● TASK PROMPT: For each line below that holds "ObjectData", return the line as it stands.

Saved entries

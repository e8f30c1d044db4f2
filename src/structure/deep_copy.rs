//! Deep copy of a subtree with id remapping.

use std::collections::BTreeMap;

use crate::structure::data_object::{DataObject, ObjectData};
use crate::structure::data_path::{DataPath, validate_name};
use crate::structure::data_structure::DataStructure;
use crate::structure::id::IdType;
use crate::structure_error::StructureError;

impl DataStructure {
    /// Copies the subtree at `source` to the new path `target`.
    ///
    /// Every object reachable from `source` is cloned once, even when it is
    /// reachable along several routes. Child links and geometry array
    /// references that point inside the subtree are rewritten to the copies;
    /// references that leave the subtree are kept as they are. Parent links
    /// of copied objects are restricted to the copied subtree.
    ///
    /// Returns the id of the copied root.
    pub fn deep_copy(
        &mut self,
        source: &DataPath,
        target: &DataPath,
    ) -> Result<IdType, StructureError> {
        let src = self
            .get_id(source)
            .ok_or_else(|| StructureError::PathNotFound(source.to_string()))?;
        if self.get_id(target).is_some() {
            return Err(StructureError::PathExists(target.to_string()));
        }
        let name = target
            .target_name()
            .ok_or_else(|| StructureError::InvalidName(String::new()))?
            .to_string();
        validate_name(&name)?;
        let parent = self.resolve_parent(target)?;
        if let Some(p) = parent {
            let root = self
                .get_data(src)
                .ok_or(StructureError::MissingObject(src))?;
            self.check_can_adopt(p, root.data())?;
        }

        let mut subtree = vec![src];
        subtree.extend(self.descendants(src));
        let mut remap = BTreeMap::new();
        for &old in &subtree {
            let new = self.allocate_id();
            remap.insert(old, new);
        }

        let mut copies: Vec<DataObject> = Vec::with_capacity(subtree.len());
        for &old in &subtree {
            let Some(original) = self.get_data(old) else {
                continue;
            };
            let mut copy = original.clone();
            copy.id = remap[&old];
            copy.children = original
                .children
                .iter()
                .filter_map(|c| remap.get(c).copied())
                .collect();
            if old == src {
                copy.name = name.clone();
                copy.parents = parent.into_iter().collect();
            } else {
                copy.parents = original
                    .parents
                    .iter()
                    .filter_map(|p| remap.get(p).copied())
                    .collect();
            }
            if let ObjectData::Geometry(g) = &mut copy.data {
                g.remap_ids(&remap);
            }
            copies.push(copy);
        }

        let new_root = remap[&src];
        for copy in copies {
            let top = copy.id == new_root && parent.is_none();
            self.insert_raw(copy, top);
        }
        if let Some(p) = parent {
            if let Some(po) = self.get_data_mut(p) {
                po.children.push(new_root);
            }
        }
        log::debug!(
            "deep copied `{source}` ({} objects) to `{target}`",
            subtree.len()
        );
        Ok(new_root)
    }
}

#[cfg(test)]
mod tests {
    use super::*;
    use crate::data::data_array::DataArray;

    fn path(s: &str) -> DataPath {
        DataPath::from_string(s).unwrap()
    }

    #[test]
    fn copy_is_independent() {
        let mut ds = DataStructure::new();
        let g = ds.create_group("G", None).unwrap();
        let a = ds
            .create_array::<f32>("A", vec![3], vec![1], 1.5, Some(g))
            .unwrap();
        let copy = ds.deep_copy(&path("G"), &path("H")).unwrap();
        assert_ne!(copy, g);
        let a2 = ds.get_id(&path("H/A")).unwrap();
        assert_ne!(a2, a);

        ds.get_data_as_mut::<DataArray<f32>>(a2)
            .unwrap()
            .set(0, 9.0)
            .unwrap();
        assert_eq!(ds.get_data_as::<DataArray<f32>>(a).unwrap().at(0).unwrap(), 1.5);
        assert_eq!(ds.get_data_as::<DataArray<f32>>(a2).unwrap().at(0).unwrap(), 9.0);
    }

    #[test]
    fn copy_fails_when_target_exists() {
        let mut ds = DataStructure::new();
        ds.create_group("G", None).unwrap();
        ds.create_group("H", None).unwrap();
        assert_eq!(
            ds.deep_copy(&path("G"), &path("H")),
            Err(StructureError::PathExists("H".into()))
        );
        assert!(matches!(
            ds.deep_copy(&path("Missing"), &path("X")),
            Err(StructureError::PathNotFound(_))
        ));
    }

    #[test]
    fn diamond_is_copied_once() {
        let mut ds = DataStructure::new();
        let root = ds.create_group("Root", None).unwrap();
        let l = ds.create_group("L", Some(root)).unwrap();
        let r = ds.create_group("R", Some(root)).unwrap();
        let shared = ds.create_group("Shared", Some(l)).unwrap();
        ds.set_additional_parent(shared, r).unwrap();
        let before = ds.len();

        ds.deep_copy(&path("Root"), &path("Copy")).unwrap();
        assert_eq!(ds.len(), before * 2);
        let s1 = ds.get_id(&path("Copy/L/Shared")).unwrap();
        let s2 = ds.get_id(&path("Copy/R/Shared")).unwrap();
        assert_eq!(s1, s2);
        assert_eq!(ds.get_data(s1).unwrap().parents().len(), 2);
    }

    #[test]
    fn copy_under_nested_parent() {
        let mut ds = DataStructure::new();
        let g = ds.create_group("G", None).unwrap();
        ds.create_group("Inner", Some(g)).unwrap();
        let copied = ds
            .deep_copy(&path("G/Inner"), &path("G/Inner2"))
            .unwrap();
        assert_eq!(ds.get_id(&path("G/Inner2")), Some(copied));
        assert!(!ds.top_level_ids().contains(&copied));
    }
}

● EXERCISE OUTPUT:
use crate::structure::data_object::{DataObject, ObjectData};
            if let ObjectData::Geometry(g) = &mut copy.data {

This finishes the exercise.